I talk about my experience because since I made swimming a communication tool – and I definitely swim better than I speak! – I have always met wonderful and helpful people, long engaged in welcoming paths and in projects that aim to transform difficulties into opportunities for growth and enrichment. Believe me, it is not rhetoric: in the video you saw there is joy, enthusiasm, love and everything in a territory, the Kivu region in the Democratic Republic of the Congo, battered by wars and poverty. I brought this experience, among the many that I have experienced all over the world, because here, more than anywhere else, I could see first-hand how important, even decisive, work together and collectively to improve people’s living conditions.

The dramatic data provided by the WHO teach us that over 1 billion people worldwide live with a disability. These are people who are confronted every day with obstacles, more or less large, such as architectural barriers, but also with cultural and social resistance, and these are the walls that need to be demolished urgently. To do this we must intervene on two levels, the scientific and technological and the political, social and cultural.

The elaboration of a technology built with the sole purpose of doing good is needed, of bringing individual differences closer together, combining talent in the workplace, improving everyone’s quality of life, creating the conditions that favor an ideal starting point for everyone. By combining the forces of the scientific community and of politics together with civil society, each person can be helped to realize themselves, without distinction of age, physical abilities or cognitive abilities. The result will be a more intelligent, connected, inclusive and accessible world for all.

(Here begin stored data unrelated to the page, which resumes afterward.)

//! Shared fixture: a scripted backend, fixed-signature signers, and an
//! instance builder driving the real router.

// Each test binary uses a different slice of this module.
#![allow(dead_code)]

use std::sync::Arc;
use std::time::Duration;

use async_trait::async_trait;
use axum::body::{Body, Bytes};
use axum::http::{header, Request, StatusCode};
use axum::Router;
use base64::engine::general_purpose::STANDARD as b64;
use base64::Engine;
use ed25519_dalek::Signer as _;
use http_body_util::BodyExt;
use parking_lot::Mutex;
use stlog_crypto::{Signer, SignerError};
use stlog_gateway::ports::{
    BackendError, BackendProof, LogLeaf, MerkleBackend, QueuedLeaf, SignedLogRoot,
};
use stlog_gateway::rest::requests::{AddCosignatureRequest, AddEntryRequest};
use stlog_gateway::service::build_router;
use stlog_gateway::{AppState, GatewayConfig, LogParameters, LogService};
use stlog_types::{
    AcceptPolicy, Appendix, ChecksumV1, CosignedTreeHeadV1, Namespace, NodeHash, SignatureV1,
    SignedTreeHeadV1, StItem, TreeHeadV1,
};
use tower::ServiceExt;

/// The fake log signature: 32 zero bytes.
pub const TEST_SIGNATURE: [u8; 32] = [0u8; 32];

/// Standard test key seeds.
pub const SUBMITTER_SEED: [u8; 32] = [3u8; 32];
pub const WITNESS_SEED: [u8; 32] = [2u8; 32];
pub const OUTSIDER_SEED: [u8; 32] = [9u8; 32];

pub const PREFIX: &str = "st/v1";
pub const MAX_RANGE: i64 = 10;

/// A signer with a real identity but a scripted signature value.
pub struct FixedSigner {
    namespace: Namespace,
    signature: Vec<u8>,
}

impl FixedSigner {
    pub fn new(signature: Vec<u8>) -> Self {
        Self {
            namespace: Namespace::new_ed25519([1u8; 32]),
            signature,
        }
    }
}

impl Signer for FixedSigner {
    fn namespace(&self) -> Namespace {
        self.namespace.clone()
    }

    fn sign(&self, _message: &[u8]) -> Result<Vec<u8>, SignerError> {
        Ok(self.signature.clone())
    }
}

/// A signer whose key is present but whose signing operation fails.
pub struct FailingSigner;

impl Signer for FailingSigner {
    fn namespace(&self) -> Namespace {
        Namespace::new_ed25519([1u8; 32])
    }

    fn sign(&self, _message: &[u8]) -> Result<Vec<u8>, SignerError> {
        Err(SignerError::Failed("signing failed".into()))
    }
}

type Scripted<T> = Mutex<Result<T, BackendError>>;

fn unprogrammed<T>() -> Scripted<T> {
    Mutex::new(Err(BackendError::Unavailable("no response programmed".into())))
}

/// A backend whose five replies are scripted per test.
pub struct MockBackend {
    queue: Scripted<QueuedLeaf>,
    root: Scripted<SignedLogRoot>,
    leaves: Scripted<Vec<LogLeaf>>,
    inclusion: Scripted<BackendProof>,
    consistency: Scripted<Vec<Vec<u8>>>,
}

impl MockBackend {
    pub fn new() -> Self {
        Self {
            queue: unprogrammed(),
            root: unprogrammed(),
            leaves: unprogrammed(),
            inclusion: unprogrammed(),
            consistency: unprogrammed(),
        }
    }

    pub fn queue_leaf_ok(&self) {
        *self.queue.lock() = Ok(QueuedLeaf::Queued);
    }

    pub fn queue_leaf_err(&self) {
        *self.queue.lock() = Err(BackendError::Unavailable("back-end failure".into()));
    }

    pub fn set_root(&self, tree_size: u64, timestamp_nanos: u64, hash: &[u8]) {
        *self.root.lock() = Ok(SignedLogRoot {
            log_root: encode_log_root(tree_size, timestamp_nanos, hash),
        });
    }

    pub fn root_err(&self) {
        *self.root.lock() = Err(BackendError::Unavailable("back-end failure".into()));
    }

    pub fn set_leaves(&self, leaves: Vec<LogLeaf>) {
        *self.leaves.lock() = Ok(leaves);
    }

    pub fn leaves_err(&self) {
        *self.leaves.lock() = Err(BackendError::Unavailable("back-end failure".into()));
    }

    pub fn set_inclusion(&self, leaf_index: i64, hashes: Vec<Vec<u8>>) {
        *self.inclusion.lock() = Ok(BackendProof { leaf_index, hashes });
    }

    pub fn inclusion_err(&self) {
        *self.inclusion.lock() = Err(BackendError::Unavailable("back-end failure".into()));
    }

    pub fn set_consistency(&self, hashes: Vec<Vec<u8>>) {
        *self.consistency.lock() = Ok(hashes);
    }

    pub fn consistency_err(&self) {
        *self.consistency.lock() = Err(BackendError::Unavailable("back-end failure".into()));
    }
}

#[async_trait]
impl MerkleBackend for MockBackend {
    async fn queue_leaf(&self, _: &[u8], _: &[u8]) -> Result<QueuedLeaf, BackendError> {
        self.queue.lock().clone()
    }

    async fn latest_signed_log_root(&self) -> Result<SignedLogRoot, BackendError> {
        self.root.lock().clone()
    }

    async fn leaves_by_range(&self, _: i64, _: i64) -> Result<Vec<LogLeaf>, BackendError> {
        self.leaves.lock().clone()
    }

    async fn inclusion_proof_by_hash(
        &self,
        _: &[u8],
        _: i64,
    ) -> Result<BackendProof, BackendError> {
        self.inclusion.lock().clone()
    }

    async fn consistency_proof(&self, _: i64, _: i64) -> Result<Vec<Vec<u8>>, BackendError> {
        self.consistency.lock().clone()
    }
}

/// Encode a log root the way the backend serializes them.
pub fn encode_log_root(tree_size: u64, timestamp_nanos: u64, hash: &[u8]) -> Vec<u8> {
    let mut enc = stlog_types::Encoder::new();
    enc.put_u16(1);
    enc.put_u64(tree_size);
    enc.put_var8("root_hash", hash, 0, 128).unwrap();
    enc.put_u64(timestamp_nanos);
    enc.put_u64(0);
    enc.put_var16("metadata", &[], 0, 65535).unwrap();
    enc.into_bytes()
}

pub struct Instance {
    pub router: Router,
    pub state: AppState,
    pub backend: Arc<MockBackend>,
}

/// Build a gateway over a scripted backend and the given signer, with one
/// accepted witness derived from [`WITNESS_SEED`].
pub fn instance(signer: Arc<dyn Signer>) -> Instance {
    let _ = tracing_subscriber::fmt().with_test_writer().try_init();

    let witness_key = ed25519_dalek::SigningKey::from_bytes(&WITNESS_SEED);
    let witness = Namespace::new_ed25519(witness_key.verifying_key().to_bytes());
    let params = LogParameters::new(
        1,
        PREFIX,
        MAX_RANGE,
        signer,
        AcceptPolicy::Any,
        &[witness],
        vec![vec![0x30, 0x82, 0x01, 0x0a]],
    );
    let config = GatewayConfig {
        deadline: Duration::from_millis(200),
        rotation_interval: Duration::from_secs(10),
        ..GatewayConfig::default()
    };
    let backend = Arc::new(MockBackend::new());
    let service = LogService::new(config, params, backend.clone()).unwrap();
    let state = service.state().clone();
    Instance {
        router: build_router(state.clone()),
        state,
        backend,
    }
}

pub fn instance_with_fixed_signer() -> Instance {
    instance(Arc::new(FixedSigner::new(TEST_SIGNATURE.to_vec())))
}

pub async fn get(instance: &Instance, path: &str) -> (StatusCode, Bytes) {
    let request = Request::builder()
        .method("GET")
        .uri(path)
        .body(Body::empty())
        .unwrap();
    send(instance, request).await
}

pub async fn post_json(
    instance: &Instance,
    path: &str,
    body: &impl serde::Serialize,
) -> (StatusCode, Bytes) {
    let request = Request::builder()
        .method("POST")
        .uri(path)
        .header(header::CONTENT_TYPE, "application/json")
        .body(Body::from(serde_json::to_vec(body).unwrap()))
        .unwrap();
    send(instance, request).await
}

pub async fn send(instance: &Instance, request: Request<Body>) -> (StatusCode, Bytes) {
    let response = instance.router.clone().oneshot(request).await.unwrap();
    let status = response.status();
    let body = response.into_body().collect().await.unwrap().to_bytes();
    (status, body)
}

/// Decode a signed response body: a JSON base64 string wrapping an item.
pub fn decode_item(body: &[u8]) -> StItem {
    let blob: String = serde_json::from_slice(body).expect("body is not a json string");
    let bytes = b64.decode(blob).expect("body is not base64");
    StItem::unmarshal(&bytes).expect("body is not an item")
}

/// A signed checksum leaf plus its add-entry request body.
pub fn signed_entry_request(package: &[u8], seed: [u8; 32]) -> AddEntryRequest {
    let key = ed25519_dalek::SigningKey::from_bytes(&seed);
    let item = StItem::ChecksumV1(ChecksumV1 {
        package: package.to_vec(),
        checksum: [0u8; 32],
        namespace: Namespace::new_ed25519(key.verifying_key().to_bytes()),
    })
    .marshal()
    .unwrap();
    let signature = key.sign(&item).to_bytes().to_vec();
    AddEntryRequest {
        item,
        signature,
        signature_scheme: 0,
        chain: None,
    }
}

/// A stored leaf for `package` with a well-formed appendix.
pub fn stored_leaf(package: &[u8], leaf_index: i64, seed: [u8; 32]) -> LogLeaf {
    let request = signed_entry_request(package, seed);
    let appendix = Appendix::new(request.signature.clone(), 0, Vec::new())
        .marshal()
        .unwrap();
    LogLeaf {
        leaf_index,
        leaf_value: request.item,
        extra_data: appendix,
    }
}

/// The signed tree head the gateway builds from a scripted root, assuming
/// the fixed test signer.
pub fn expected_sth(instance: &Instance, tree_size: u64, timestamp_ms: u64, hash: &[u8]) -> SignedTreeHeadV1 {
    SignedTreeHeadV1 {
        tree_head: TreeHeadV1 {
            timestamp: timestamp_ms,
            tree_size,
            root_hash: NodeHash::new(hash.to_vec()),
            extensions: Vec::new(),
        },
        log_id: instance.state.params.log_id.clone(),
        signature: TEST_SIGNATURE.to_vec(),
    }
}

/// An add-cosignature body: `sth` cosigned by the key behind `seed`.
pub fn cosignature_request(sth: SignedTreeHeadV1, seed: [u8; 32]) -> AddCosignatureRequest {
    let key = ed25519_dalek::SigningKey::from_bytes(&seed);
    let message = StItem::SignedTreeHeadV1(sth.clone()).marshal().unwrap();
    let costh = CosignedTreeHeadV1::new(
        sth,
        vec![SignatureV1 {
            namespace: Namespace::new_ed25519(key.verifying_key().to_bytes()),
            signature: key.sign(&message).to_bytes().to_vec(),
        }],
    );
    AddCosignatureRequest {
        costh: StItem::CosignedTreeHeadV1(costh).marshal().unwrap(),
    }
}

To achieve this goal, it is necessary to democratize technologies, that is to say, to support universal design, that is, to design solutions that can adapt seamlessly to any person’s abilities and through any legislation, in order to make habits, interactions and decisions easier. and intuitive. With more than a billion people with disabilities on a global level, including a growing portion of the elderly population, the need for accessibility grows, and places the need for society to develop a system capable of responding to everyone’s needs.

Thanks to universal design, accessibility will become increasingly widespread, able to intuit social needs, habits and interactions in every context, so as to be able to build experiences that are also personalized according to the abilities of each of us.

The use of public spaces, the enjoyment of cultural assets, the creation of new models and tourism services for all, but also simple daily mobility, and urban accessibility plans, are the new challenges that our society must face if wants to avoid violating civil rights, not just people with disabilities.

In conclusion, I am convinced that everyone, especially young people, could find a point of useful comparison in a just and just society and start a process of real and profound change, a process that finally contemplates words such as integration and inclusion and that enhances the differences and allow everyone to contribute to a different development of this planet of ours, a development that leaves neither anyone nor anyone behind.

Involving human diversity in the universal project is the axiom on which the conception of an accessible society is based.